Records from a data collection
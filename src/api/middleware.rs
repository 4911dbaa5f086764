//! Cross-cutting HTTP middleware for the admin surface.
//!
//! Grounded on the teacher's `auth_middleware`/`security_headers_middleware`
//! (bearer-token check, fixed security-header set); the teacher's per-IP
//! `governor` rate limiter is dropped since nothing in SPEC_FULL.md's admin
//! surface calls for it — the scrape/status endpoints are the only
//! unauthenticated ones, and they're idempotent reads.

use axum::extract::Request;
use axum::http::{HeaderValue, StatusCode};
use axum::middleware::Next;
use axum::response::Response;

/// Constant-time byte comparison so token checks don't leak length-dependent
/// timing through early-exit comparison.
fn constant_time_eq(a: &[u8], b: &[u8]) -> bool {
    if a.len() != b.len() {
        return false;
    }
    let mut diff = 0u8;
    for (x, y) in a.iter().zip(b.iter()) {
        diff |= x ^ y;
    }
    diff == 0
}

/// Bearer-token auth against `CADENCE_API_TOKEN` for mutating admin routes.
pub async fn auth_middleware(request: Request, next: Next) -> Result<Response, StatusCode> {
    let auth_value = request
        .headers()
        .get("authorization")
        .and_then(|v| v.to_str().ok())
        .ok_or(StatusCode::UNAUTHORIZED)?;

    let token = auth_value.strip_prefix("Bearer ").ok_or(StatusCode::UNAUTHORIZED)?;

    let expected = std::env::var("CADENCE_API_TOKEN").map_err(|_| {
        tracing::error!("CADENCE_API_TOKEN not set; rejecting authenticated request");
        StatusCode::UNAUTHORIZED
    })?;

    if !constant_time_eq(token.as_bytes(), expected.as_bytes()) {
        tracing::warn!("admin API auth failed: invalid token");
        return Err(StatusCode::UNAUTHORIZED);
    }

    Ok(next.run(request).await)
}

/// Fixed security headers applied to every response.
pub async fn security_headers_middleware(request: Request, next: Next) -> Result<Response, StatusCode> {
    let mut response = next.run(request).await;
    let headers = response.headers_mut();
    headers.insert(
        "strict-transport-security",
        HeaderValue::from_static("max-age=63072000; includeSubDomains"),
    );
    headers.insert("x-content-type-options", HeaderValue::from_static("nosniff"));
    headers.insert("x-frame-options", HeaderValue::from_static("DENY"));
    Ok(response)
}

#[cfg(test)]
mod tests {
    use super::*;

    #[test]
    fn constant_time_eq_matches_regular_equality() {
        assert!(constant_time_eq(b"abc", b"abc"));
        assert!(!constant_time_eq(b"abc", b"abd"));
        assert!(!constant_time_eq(b"abc", b"ab"));
    }
}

[Task goal] Could you report how many lines in the data above include the word "return"? Give the number and nothing more.

[Output of the task] 2